» Exercise data
════

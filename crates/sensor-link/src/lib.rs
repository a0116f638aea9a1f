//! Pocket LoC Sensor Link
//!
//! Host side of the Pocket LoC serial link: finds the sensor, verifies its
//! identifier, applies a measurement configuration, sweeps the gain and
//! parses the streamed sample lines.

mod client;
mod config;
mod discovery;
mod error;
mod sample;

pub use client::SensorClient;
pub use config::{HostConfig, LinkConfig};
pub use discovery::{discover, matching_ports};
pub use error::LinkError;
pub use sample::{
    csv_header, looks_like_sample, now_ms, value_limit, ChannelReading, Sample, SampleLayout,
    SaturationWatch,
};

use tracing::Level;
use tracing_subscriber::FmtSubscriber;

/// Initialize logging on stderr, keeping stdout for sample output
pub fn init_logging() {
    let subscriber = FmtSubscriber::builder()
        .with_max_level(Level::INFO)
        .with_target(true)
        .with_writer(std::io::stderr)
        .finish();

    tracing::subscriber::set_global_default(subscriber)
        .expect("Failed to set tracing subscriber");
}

════

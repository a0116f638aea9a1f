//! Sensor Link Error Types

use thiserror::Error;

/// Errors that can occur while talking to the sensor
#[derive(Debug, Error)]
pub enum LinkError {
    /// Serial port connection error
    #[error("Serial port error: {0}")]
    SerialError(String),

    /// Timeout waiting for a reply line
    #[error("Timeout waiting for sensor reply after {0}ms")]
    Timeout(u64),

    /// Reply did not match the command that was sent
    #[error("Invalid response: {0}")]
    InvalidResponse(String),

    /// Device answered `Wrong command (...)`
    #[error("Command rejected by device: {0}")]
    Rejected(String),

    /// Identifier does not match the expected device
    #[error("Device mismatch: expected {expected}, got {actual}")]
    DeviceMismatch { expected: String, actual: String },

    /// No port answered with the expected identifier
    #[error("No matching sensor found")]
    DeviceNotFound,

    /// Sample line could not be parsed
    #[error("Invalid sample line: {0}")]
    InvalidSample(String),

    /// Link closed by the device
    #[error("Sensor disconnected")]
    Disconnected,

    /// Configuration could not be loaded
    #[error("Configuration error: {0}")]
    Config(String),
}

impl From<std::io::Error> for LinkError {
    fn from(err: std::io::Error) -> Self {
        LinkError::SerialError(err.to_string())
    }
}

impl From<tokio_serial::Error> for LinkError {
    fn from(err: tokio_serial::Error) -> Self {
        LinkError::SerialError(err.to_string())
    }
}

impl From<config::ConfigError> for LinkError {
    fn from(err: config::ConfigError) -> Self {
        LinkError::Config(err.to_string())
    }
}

════

» Instructions to follow
Lines that contain "actual" are to be copied from the records above.

» Response to this exercise
    #[error("Device mismatch: expected {expected}, got {actual}")]
    DeviceMismatch { expected: String, actual: String },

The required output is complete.